Information given Start Marker

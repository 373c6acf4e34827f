//! OpenAI-Compatible Completion Client
//!
//! Implementation of `CompletionProvider` against the `/chat/completions`
//! wire format. Streaming responses arrive as SSE `data:` lines terminated
//! by a `[DONE]` sentinel.

use async_stream::try_stream;
use async_trait::async_trait;
use futures::StreamExt;
use serde::{Deserialize, Serialize};

use lavachat_core::{
    error::{ChatError, Result},
    message::{Message, Role},
    provider::{
        Completion, CompletionProvider, CompletionStream, GenerationOptions, StreamChunk,
        TokenUsage,
    },
};

/// OpenAI-compatible chat-completions client
///
/// Constructed per outgoing request in the chat route: the bearer is a
/// fresh forward token, so the client is cheap and holds no session state.
pub struct OpenAiProvider {
    http: reqwest::Client,
    base_url: String,
    api_key: String,
}

impl OpenAiProvider {
    /// Create a client for an OpenAI-compatible base URL and bearer key
    pub fn new(base_url: impl Into<String>, api_key: impl Into<String>) -> Self {
        Self {
            http: reqwest::Client::new(),
            base_url: base_url.into().trim_end_matches('/').to_string(),
            api_key: api_key.into(),
        }
    }

    fn wire_messages(messages: &[Message]) -> Vec<WireMessage<'_>> {
        messages
            .iter()
            .map(|m| WireMessage {
                role: m.role,
                content: &m.content,
            })
            .collect()
    }

    async fn send(
        &self,
        messages: &[Message],
        options: &GenerationOptions,
        stream: bool,
    ) -> Result<reqwest::Response> {
        let request = WireRequest {
            model: &options.model,
            messages: Self::wire_messages(messages),
            temperature: options.temperature,
            max_tokens: options.max_tokens,
            stream,
        };

        tracing::debug!(model = %options.model, stream, "completion request");

        let response = self
            .http
            .post(format!("{}/chat/completions", self.base_url))
            .bearer_auth(&self.api_key)
            .json(&request)
            .send()
            .await
            .map_err(|e| ChatError::ProviderUnavailable(e.to_string()))?;

        let status = response.status();
        if !status.is_success() {
            let body = response.text().await.unwrap_or_default();
            if status == reqwest::StatusCode::UNAUTHORIZED
                || status == reqwest::StatusCode::FORBIDDEN
            {
                return Err(ChatError::Auth(format!("status {status}: {body}")));
            }
            return Err(ChatError::Provider(format!("status {status}: {body}")));
        }

        Ok(response)
    }
}

#[async_trait]
impl CompletionProvider for OpenAiProvider {
    async fn complete(
        &self,
        messages: &[Message],
        options: &GenerationOptions,
    ) -> Result<Completion> {
        let response = self.send(messages, options, false).await?;

        let wire: WireResponse = response
            .json()
            .await
            .map_err(|e| ChatError::Parse(e.to_string()))?;

        let choice = wire
            .choices
            .into_iter()
            .next()
            .ok_or_else(|| ChatError::Parse("no choices in response".into()))?;

        Ok(Completion {
            content: choice.message.content.unwrap_or_default(),
            model: wire.model.unwrap_or_else(|| options.model.clone()),
            usage: wire.usage.map(Into::into),
        })
    }

    async fn complete_stream(
        &self,
        messages: &[Message],
        options: &GenerationOptions,
    ) -> Result<CompletionStream> {
        let response = self.send(messages, options, true).await?;
        let mut body = response.bytes_stream();

        let stream = try_stream! {
            let mut buf = String::new();
            let mut finished = false;

            while !finished {
                let Some(chunk) = body.next().await else { break };
                let chunk =
                    chunk.map_err(|e| ChatError::Provider(format!("stream read failed: {e}")))?;
                buf.push_str(&String::from_utf8_lossy(&chunk));

                // SSE frames are newline-delimited `data:` lines
                while let Some(pos) = buf.find('\n') {
                    let line: String = buf.drain(..=pos).collect();
                    let line = line.trim();
                    let Some(data) = line.strip_prefix("data:") else {
                        continue;
                    };

                    match decode_frame(data.trim())? {
                        Frame::Chunk(chunk) => {
                            let done = chunk.done;
                            yield chunk;
                            finished = done;
                        }
                        Frame::Terminator => {
                            if !finished {
                                yield StreamChunk {
                                    delta: String::new(),
                                    done: true,
                                    usage: None,
                                };
                            }
                            finished = true;
                        }
                    }

                    if finished {
                        break;
                    }
                }
            }
        };

        Ok(Box::pin(stream))
    }
}

/// One decoded SSE payload
enum Frame {
    Chunk(StreamChunk),
    Terminator,
}

/// Decode one SSE `data:` payload.
///
/// `[DONE]` is the protocol terminator and carries no payload; everything
/// else must parse as a completion-chunk object.
fn decode_frame(data: &str) -> Result<Frame> {
    if data == "[DONE]" {
        return Ok(Frame::Terminator);
    }

    let frame: WireStreamFrame =
        serde_json::from_str(data).map_err(|e| ChatError::Parse(format!("bad stream frame: {e}")))?;

    let delta = frame
        .choices
        .first()
        .and_then(|c| c.delta.content.clone())
        .unwrap_or_default();
    let done = frame
        .choices
        .first()
        .is_some_and(|c| c.finish_reason.is_some());

    Ok(Frame::Chunk(StreamChunk {
        delta,
        done,
        usage: frame.usage.map(Into::into),
    }))
}

// ============================================================================
// Wire Types
// ============================================================================

#[derive(Serialize)]
struct WireMessage<'a> {
    role: Role,
    content: &'a str,
}

#[derive(Serialize)]
struct WireRequest<'a> {
    model: &'a str,
    messages: Vec<WireMessage<'a>>,
    temperature: f32,
    max_tokens: u32,
    stream: bool,
}

#[derive(Deserialize)]
struct WireResponse {
    #[serde(default)]
    choices: Vec<WireChoice>,
    #[serde(default)]
    model: Option<String>,
    #[serde(default)]
    usage: Option<WireUsage>,
}

#[derive(Deserialize)]
struct WireChoice {
    message: WireResponseMessage,
}

#[derive(Deserialize)]
struct WireResponseMessage {
    #[serde(default)]
    content: Option<String>,
}

#[derive(Deserialize)]
struct WireStreamFrame {
    #[serde(default)]
    choices: Vec<WireStreamChoice>,
    #[serde(default)]
    usage: Option<WireUsage>,
}

#[derive(Deserialize)]
struct WireStreamChoice {
    #[serde(default)]
    delta: WireDelta,
    #[serde(default)]
    finish_reason: Option<String>,
}

#[derive(Default, Deserialize)]
struct WireDelta {
    #[serde(default)]
    content: Option<String>,
}

#[derive(Deserialize)]
struct WireUsage {
    #[serde(default)]
    prompt_tokens: u32,
    #[serde(default)]
    completion_tokens: u32,
    #[serde(default)]
    total_tokens: u32,
}

impl From<WireUsage> for TokenUsage {
    fn from(wire: WireUsage) -> Self {
        Self {
            prompt_tokens: wire.prompt_tokens,
            completion_tokens: wire.completion_tokens,
            total_tokens: wire.total_tokens,
        }
    }
}

#[cfg(test)]
mod tests {
    use super::*;

    #[test]
    fn test_request_wire_shape() {
        let messages = vec![Message::system("You are helpful."), Message::user("Hello")];
        let request = WireRequest {
            model: "gpt-4o-mini",
            messages: OpenAiProvider::wire_messages(&messages),
            temperature: 0.7,
            max_tokens: 2048,
            stream: false,
        };

        let json = serde_json::to_value(&request).unwrap();
        assert_eq!(json["model"], "gpt-4o-mini");
        assert_eq!(json["messages"][0]["role"], "system");
        assert_eq!(json["messages"][1]["content"], "Hello");
        assert_eq!(json["stream"], false);
    }

    #[test]
    fn test_decode_delta_frame() {
        let data = r#"{"choices":[{"delta":{"content":"Hel"},"finish_reason":null}]}"#;
        let Frame::Chunk(chunk) = decode_frame(data).unwrap() else {
            panic!("expected chunk");
        };
        assert_eq!(chunk.delta, "Hel");
        assert!(!chunk.done);
    }

    #[test]
    fn test_decode_finish_frame_with_usage() {
        let data = r#"{"choices":[{"delta":{},"finish_reason":"stop"}],
                       "usage":{"prompt_tokens":10,"completion_tokens":5,"total_tokens":15}}"#;
        let Frame::Chunk(chunk) = decode_frame(data).unwrap() else {
            panic!("expected chunk");
        };
        assert!(chunk.done);
        assert_eq!(chunk.usage.unwrap().total_tokens, 15);
    }

    #[test]
    fn test_decode_terminator() {
        assert!(matches!(decode_frame("[DONE]").unwrap(), Frame::Terminator));
    }

    #[test]
    fn test_decode_malformed_frame_is_parse_error() {
        assert!(matches!(
            decode_frame("{not json"),
            Err(ChatError::Parse(_))
        ));
    }

    #[test]
    fn test_response_parse() {
        let json = r#"{
            "model": "gpt-4o-mini",
            "choices": [{"message": {"role": "assistant", "content": "Hi there"}}],
            "usage": {"prompt_tokens": 8, "completion_tokens": 3, "total_tokens": 11}
        }"#;
        let wire: WireResponse = serde_json::from_str(json).unwrap();
        assert_eq!(
            wire.choices[0].message.content.as_deref(),
            Some("Hi there")
        );
        assert_eq!(wire.usage.unwrap().total_tokens, 11);
    }
}
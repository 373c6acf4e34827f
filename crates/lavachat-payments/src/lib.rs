//! # lavachat-payments
//!
//! Client for the external payments service that owns every wallet concern
//! in this system: connections, hosted checkout sessions, and the metering
//! proxy that model-completion traffic is billed through.
//!
//! ## Hosted checkout flow
//!
//! **Flow:** Your site → hosted checkout page → redirect back with a
//! connection id
//!
//! ```text
//! ┌─────────────┐     ┌──────────────────┐     ┌──────────────────┐
//! │  Your Site  │────▶│  Hosted Checkout │────▶│  Your Site       │
//! │  (connect)  │     │  (wallet funding)│     │  (?connection_id)│
//! └─────────────┘     └──────────────────┘     └──────────────────┘
//! ```
//!
//! The checkout widget's internal protocol is entirely the provider's; this
//! crate only issues the session token that opens it.
//!
//! ## Metered model calls
//!
//! ```text
//! ┌──────────┐   forward token   ┌────────────────┐      ┌───────────┐
//! │  server  │──────────────────▶│ payments proxy │─────▶│ model API │
//! └──────────┘                   │ (meter + bill) │      └───────────┘
//!                                └────────────────┘
//! ```
//!
//! A forward token is derived from the connection secret and the product
//! secret, and authorizes proxied model calls billed against that wallet.
//! Secrets and tokens are server-side material; nothing in this crate
//! serializes them back out.
//!
//! ## Usage
//!
//! ```rust,ignore
//! use lavachat_payments::{CheckoutSessionRequest, ForwardToken, LavaClient};
//!
//! let lava = LavaClient::from_env()?;
//!
//! // Hosted onboarding checkout
//! let session = lava
//!     .create_checkout_session(&CheckoutSessionRequest::onboarding("https://yoursite.com"))
//!     .await?;
//! // Hand session.checkout_session_token to the client-side widget.
//!
//! // Metered model call
//! let connection = lava.retrieve_connection("cn_123").await?;
//! let token = ForwardToken::issue(&connection.secret, "ps_456")?;
//! ```

mod checkout;
mod client;
mod connection;
mod error;
mod forward;

pub use checkout::{CheckoutMode, CheckoutSession, CheckoutSessionRequest};
pub use client::LavaClient;
pub use connection::{Balance, Connection, ConnectionSecret, Wallet};
pub use error::{PaymentError, Result};
pub use forward::ForwardToken;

Information given End Marker

• [Exercise details] Restate, word for word and with nothing added, the lines from the beginning of the records above through the line that contains "and bearer key".

• [Solution to this exercise]
repository 373c6acf4e34827f
//! OpenAI-Compatible Completion Client
//!
//! Implementation of `CompletionProvider` against the `/chat/completions`
//! wire format. Streaming responses arrive as SSE `data:` lines terminated
//! by a `[DONE]` sentinel.

use async_stream::try_stream;
use async_trait::async_trait;
use futures::StreamExt;
use serde::{Deserialize, Serialize};

use lavachat_core::{
    error::{ChatError, Result},
    message::{Message, Role},
    provider::{
        Completion, CompletionProvider, CompletionStream, GenerationOptions, StreamChunk,
        TokenUsage,
    },
};

/// OpenAI-compatible chat-completions client
///
/// Constructed per outgoing request in the chat route: the bearer is a
/// fresh forward token, so the client is cheap and holds no session state.
pub struct OpenAiProvider {
    http: reqwest::Client,
    base_url: String,
    api_key: String,
}

impl OpenAiProvider {
    /// Create a client for an OpenAI-compatible base URL and bearer key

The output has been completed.